> **RAW DATA**:
*** Block opens ***

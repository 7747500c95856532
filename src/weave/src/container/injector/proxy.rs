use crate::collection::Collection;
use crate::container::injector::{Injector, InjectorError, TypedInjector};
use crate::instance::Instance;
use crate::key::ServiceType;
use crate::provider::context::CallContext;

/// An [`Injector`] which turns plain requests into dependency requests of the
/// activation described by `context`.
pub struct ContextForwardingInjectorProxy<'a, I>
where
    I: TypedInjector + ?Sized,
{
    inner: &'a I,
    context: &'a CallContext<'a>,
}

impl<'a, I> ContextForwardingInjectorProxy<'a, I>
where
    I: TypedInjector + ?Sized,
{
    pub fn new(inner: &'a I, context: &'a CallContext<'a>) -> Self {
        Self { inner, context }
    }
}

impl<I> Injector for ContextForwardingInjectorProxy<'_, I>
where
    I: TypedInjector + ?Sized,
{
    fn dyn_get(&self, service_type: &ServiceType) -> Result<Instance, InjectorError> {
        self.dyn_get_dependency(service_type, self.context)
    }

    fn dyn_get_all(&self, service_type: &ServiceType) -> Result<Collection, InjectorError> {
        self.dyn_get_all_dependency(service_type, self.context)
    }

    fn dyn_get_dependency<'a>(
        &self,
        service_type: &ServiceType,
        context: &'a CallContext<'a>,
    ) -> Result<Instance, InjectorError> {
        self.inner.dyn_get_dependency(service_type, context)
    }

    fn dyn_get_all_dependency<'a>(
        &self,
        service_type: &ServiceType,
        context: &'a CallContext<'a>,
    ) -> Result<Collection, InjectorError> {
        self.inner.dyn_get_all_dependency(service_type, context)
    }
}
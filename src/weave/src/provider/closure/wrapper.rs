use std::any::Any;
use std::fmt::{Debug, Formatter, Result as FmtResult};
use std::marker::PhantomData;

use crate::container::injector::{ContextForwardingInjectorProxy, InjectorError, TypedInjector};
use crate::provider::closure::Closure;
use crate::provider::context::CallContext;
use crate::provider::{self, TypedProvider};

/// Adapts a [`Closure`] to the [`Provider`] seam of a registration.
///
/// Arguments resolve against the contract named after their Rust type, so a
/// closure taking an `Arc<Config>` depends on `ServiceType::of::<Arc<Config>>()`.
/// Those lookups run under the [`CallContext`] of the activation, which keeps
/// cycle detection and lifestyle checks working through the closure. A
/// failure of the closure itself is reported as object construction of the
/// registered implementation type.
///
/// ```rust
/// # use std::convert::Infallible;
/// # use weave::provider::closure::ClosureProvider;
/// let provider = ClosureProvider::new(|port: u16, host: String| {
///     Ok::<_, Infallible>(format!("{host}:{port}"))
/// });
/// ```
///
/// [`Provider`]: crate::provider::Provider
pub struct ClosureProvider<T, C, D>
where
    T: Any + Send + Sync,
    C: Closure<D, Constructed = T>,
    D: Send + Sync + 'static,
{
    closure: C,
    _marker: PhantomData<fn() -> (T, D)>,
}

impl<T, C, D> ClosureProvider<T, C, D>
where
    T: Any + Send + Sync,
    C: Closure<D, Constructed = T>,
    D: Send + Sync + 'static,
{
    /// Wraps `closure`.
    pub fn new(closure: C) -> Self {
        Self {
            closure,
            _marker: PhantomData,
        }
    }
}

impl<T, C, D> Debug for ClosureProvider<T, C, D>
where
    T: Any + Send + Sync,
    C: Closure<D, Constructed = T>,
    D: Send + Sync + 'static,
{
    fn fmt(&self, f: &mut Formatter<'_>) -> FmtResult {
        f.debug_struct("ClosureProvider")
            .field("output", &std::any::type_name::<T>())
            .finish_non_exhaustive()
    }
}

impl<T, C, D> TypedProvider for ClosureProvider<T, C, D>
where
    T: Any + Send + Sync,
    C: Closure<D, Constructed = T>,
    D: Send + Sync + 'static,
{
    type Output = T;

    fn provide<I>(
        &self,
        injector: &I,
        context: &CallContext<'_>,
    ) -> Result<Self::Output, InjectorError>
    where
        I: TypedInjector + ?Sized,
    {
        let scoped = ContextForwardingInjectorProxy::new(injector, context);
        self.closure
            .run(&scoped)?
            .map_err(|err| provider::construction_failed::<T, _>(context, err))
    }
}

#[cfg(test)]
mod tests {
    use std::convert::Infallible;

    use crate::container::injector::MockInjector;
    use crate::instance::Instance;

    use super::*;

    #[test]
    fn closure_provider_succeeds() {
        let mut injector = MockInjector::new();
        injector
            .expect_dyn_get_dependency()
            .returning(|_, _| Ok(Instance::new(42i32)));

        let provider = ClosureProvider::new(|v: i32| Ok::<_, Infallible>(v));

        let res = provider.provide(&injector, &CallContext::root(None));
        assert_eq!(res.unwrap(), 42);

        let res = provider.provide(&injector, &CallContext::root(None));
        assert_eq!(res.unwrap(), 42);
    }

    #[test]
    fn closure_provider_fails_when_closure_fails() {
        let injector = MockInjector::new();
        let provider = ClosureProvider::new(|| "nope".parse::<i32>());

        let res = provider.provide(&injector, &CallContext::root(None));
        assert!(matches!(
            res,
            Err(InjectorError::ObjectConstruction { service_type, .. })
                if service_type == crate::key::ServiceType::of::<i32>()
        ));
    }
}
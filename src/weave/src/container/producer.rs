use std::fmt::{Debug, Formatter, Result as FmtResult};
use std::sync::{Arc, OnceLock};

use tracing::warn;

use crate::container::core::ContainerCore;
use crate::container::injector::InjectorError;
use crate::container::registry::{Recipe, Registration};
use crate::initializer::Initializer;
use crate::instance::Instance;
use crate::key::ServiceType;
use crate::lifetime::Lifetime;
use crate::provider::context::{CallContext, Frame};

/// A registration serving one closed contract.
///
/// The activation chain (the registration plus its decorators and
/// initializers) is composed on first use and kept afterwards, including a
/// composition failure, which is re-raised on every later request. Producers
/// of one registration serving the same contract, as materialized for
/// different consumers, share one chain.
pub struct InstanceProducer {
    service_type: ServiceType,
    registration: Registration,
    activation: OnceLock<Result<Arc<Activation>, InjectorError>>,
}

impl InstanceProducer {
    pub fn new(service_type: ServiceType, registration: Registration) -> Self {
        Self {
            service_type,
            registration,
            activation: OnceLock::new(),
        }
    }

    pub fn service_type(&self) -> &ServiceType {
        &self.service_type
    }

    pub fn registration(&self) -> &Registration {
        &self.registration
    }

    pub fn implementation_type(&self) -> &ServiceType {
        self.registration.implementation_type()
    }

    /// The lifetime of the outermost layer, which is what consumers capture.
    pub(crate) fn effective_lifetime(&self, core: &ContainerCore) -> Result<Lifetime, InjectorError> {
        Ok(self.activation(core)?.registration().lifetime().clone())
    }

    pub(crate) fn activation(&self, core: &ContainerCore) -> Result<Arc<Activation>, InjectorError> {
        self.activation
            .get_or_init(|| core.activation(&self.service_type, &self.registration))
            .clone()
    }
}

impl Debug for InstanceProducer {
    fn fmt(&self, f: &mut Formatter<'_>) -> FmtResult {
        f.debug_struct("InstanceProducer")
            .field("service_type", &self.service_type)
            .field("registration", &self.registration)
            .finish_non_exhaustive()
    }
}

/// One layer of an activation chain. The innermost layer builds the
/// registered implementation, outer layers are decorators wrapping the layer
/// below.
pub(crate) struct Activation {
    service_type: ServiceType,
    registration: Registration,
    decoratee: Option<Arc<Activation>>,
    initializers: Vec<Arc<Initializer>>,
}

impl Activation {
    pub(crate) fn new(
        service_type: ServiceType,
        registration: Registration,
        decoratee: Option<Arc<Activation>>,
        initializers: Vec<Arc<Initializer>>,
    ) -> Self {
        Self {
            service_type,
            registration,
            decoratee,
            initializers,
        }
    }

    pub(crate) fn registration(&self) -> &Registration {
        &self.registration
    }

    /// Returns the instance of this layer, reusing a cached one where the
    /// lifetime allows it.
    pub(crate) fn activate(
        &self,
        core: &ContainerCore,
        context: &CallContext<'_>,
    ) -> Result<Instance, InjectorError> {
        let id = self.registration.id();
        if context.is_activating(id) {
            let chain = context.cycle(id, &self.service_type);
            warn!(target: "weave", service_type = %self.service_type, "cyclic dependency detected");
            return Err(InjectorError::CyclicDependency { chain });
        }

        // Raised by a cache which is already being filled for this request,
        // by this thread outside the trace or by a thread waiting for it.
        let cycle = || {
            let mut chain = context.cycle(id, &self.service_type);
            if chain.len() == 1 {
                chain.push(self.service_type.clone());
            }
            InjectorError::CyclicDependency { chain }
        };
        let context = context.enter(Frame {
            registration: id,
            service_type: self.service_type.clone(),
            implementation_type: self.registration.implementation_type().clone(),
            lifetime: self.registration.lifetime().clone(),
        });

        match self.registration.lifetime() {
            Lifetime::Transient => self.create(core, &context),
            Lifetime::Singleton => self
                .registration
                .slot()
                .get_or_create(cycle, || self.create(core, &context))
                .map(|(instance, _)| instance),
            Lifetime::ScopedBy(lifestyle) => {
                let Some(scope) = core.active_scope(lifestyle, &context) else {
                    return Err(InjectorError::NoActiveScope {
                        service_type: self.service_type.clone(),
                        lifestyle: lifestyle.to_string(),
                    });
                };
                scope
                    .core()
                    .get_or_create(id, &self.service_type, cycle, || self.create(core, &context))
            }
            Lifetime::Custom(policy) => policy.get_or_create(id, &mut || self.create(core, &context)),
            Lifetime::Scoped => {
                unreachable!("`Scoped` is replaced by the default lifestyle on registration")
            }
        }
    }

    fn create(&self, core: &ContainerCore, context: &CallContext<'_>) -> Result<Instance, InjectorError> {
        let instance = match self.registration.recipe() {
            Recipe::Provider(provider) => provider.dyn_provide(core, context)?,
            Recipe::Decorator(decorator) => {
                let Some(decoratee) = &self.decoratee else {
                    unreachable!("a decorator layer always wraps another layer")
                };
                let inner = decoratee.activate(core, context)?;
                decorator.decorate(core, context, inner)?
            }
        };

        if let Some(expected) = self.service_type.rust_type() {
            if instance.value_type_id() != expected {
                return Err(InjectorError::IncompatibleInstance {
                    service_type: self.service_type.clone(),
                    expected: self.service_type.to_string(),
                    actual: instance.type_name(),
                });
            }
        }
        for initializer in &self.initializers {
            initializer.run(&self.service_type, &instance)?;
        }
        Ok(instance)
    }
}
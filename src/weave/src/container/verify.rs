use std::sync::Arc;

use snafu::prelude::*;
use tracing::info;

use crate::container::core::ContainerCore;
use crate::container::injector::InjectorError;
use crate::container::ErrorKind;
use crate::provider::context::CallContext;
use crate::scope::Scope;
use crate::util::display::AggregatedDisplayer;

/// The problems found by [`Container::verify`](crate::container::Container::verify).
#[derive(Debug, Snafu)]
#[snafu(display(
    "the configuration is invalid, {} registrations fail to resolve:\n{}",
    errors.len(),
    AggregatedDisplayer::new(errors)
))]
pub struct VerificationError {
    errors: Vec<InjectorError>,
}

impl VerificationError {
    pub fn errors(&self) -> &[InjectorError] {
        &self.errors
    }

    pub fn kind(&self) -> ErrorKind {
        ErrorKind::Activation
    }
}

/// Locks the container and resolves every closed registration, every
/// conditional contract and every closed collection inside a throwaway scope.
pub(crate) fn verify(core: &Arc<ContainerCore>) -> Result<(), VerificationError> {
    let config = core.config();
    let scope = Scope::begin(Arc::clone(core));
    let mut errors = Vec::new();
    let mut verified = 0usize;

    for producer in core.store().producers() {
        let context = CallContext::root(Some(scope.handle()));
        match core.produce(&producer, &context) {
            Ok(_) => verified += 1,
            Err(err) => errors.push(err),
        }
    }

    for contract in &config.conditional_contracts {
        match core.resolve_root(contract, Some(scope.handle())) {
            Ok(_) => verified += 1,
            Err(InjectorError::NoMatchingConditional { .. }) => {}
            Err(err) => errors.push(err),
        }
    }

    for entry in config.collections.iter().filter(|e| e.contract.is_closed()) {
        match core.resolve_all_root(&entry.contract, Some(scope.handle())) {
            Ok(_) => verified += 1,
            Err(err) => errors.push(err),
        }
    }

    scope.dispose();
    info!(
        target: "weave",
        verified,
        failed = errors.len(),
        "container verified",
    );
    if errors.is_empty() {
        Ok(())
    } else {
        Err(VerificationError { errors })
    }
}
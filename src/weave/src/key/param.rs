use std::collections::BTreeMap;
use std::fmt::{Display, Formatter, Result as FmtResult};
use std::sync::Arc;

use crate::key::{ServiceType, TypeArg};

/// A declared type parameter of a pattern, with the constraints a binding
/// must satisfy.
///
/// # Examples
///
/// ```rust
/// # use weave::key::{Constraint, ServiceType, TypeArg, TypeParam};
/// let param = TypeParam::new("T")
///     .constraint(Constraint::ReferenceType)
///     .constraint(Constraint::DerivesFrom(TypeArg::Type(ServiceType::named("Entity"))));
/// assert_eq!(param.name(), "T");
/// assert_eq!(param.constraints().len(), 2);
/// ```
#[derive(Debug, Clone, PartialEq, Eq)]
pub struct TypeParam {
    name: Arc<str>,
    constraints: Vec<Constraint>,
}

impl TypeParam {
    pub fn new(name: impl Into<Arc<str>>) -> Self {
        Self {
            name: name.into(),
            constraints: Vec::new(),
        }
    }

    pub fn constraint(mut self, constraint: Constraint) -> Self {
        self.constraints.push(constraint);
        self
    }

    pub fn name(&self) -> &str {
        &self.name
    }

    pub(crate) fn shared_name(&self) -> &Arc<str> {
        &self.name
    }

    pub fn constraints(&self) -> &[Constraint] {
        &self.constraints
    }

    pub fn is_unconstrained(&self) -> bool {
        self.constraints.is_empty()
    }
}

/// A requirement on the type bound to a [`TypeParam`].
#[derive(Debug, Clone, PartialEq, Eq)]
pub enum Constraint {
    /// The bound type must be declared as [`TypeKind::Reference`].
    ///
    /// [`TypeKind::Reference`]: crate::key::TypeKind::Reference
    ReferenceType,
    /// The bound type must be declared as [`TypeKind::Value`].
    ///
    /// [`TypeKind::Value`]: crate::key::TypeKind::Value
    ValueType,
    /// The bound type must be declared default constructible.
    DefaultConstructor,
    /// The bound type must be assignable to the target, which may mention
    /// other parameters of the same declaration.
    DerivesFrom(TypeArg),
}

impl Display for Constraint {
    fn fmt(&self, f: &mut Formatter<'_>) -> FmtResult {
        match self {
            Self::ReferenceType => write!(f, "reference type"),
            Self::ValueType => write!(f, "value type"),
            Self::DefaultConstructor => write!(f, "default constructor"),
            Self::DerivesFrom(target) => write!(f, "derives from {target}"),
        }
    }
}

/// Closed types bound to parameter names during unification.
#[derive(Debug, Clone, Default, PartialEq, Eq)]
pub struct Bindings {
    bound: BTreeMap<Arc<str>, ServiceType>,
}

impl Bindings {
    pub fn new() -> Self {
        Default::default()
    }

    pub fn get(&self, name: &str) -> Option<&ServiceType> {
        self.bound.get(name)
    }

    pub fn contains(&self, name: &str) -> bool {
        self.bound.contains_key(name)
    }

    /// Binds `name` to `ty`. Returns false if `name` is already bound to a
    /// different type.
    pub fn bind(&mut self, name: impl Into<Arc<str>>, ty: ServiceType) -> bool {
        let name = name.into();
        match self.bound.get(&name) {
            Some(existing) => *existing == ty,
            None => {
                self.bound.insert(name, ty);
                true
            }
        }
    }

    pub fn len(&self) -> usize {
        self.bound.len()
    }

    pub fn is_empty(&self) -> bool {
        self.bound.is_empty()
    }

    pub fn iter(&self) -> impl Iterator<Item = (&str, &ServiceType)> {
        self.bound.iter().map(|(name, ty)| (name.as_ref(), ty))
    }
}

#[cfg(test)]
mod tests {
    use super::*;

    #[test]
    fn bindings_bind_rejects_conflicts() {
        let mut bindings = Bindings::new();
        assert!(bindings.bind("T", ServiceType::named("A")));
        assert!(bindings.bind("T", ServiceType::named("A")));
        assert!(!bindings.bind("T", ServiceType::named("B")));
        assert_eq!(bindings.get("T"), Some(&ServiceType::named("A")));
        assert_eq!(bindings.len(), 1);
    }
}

*** Block closes ***

> **THE PROBLEM**: Search the records for the word "field", then list every line that has it.

> **RESULT FOR THIS TASK**:
            .field("output", &std::any::type_name::<T>())
            .field("service_type", &self.service_type)
            .field("registration", &self.registration)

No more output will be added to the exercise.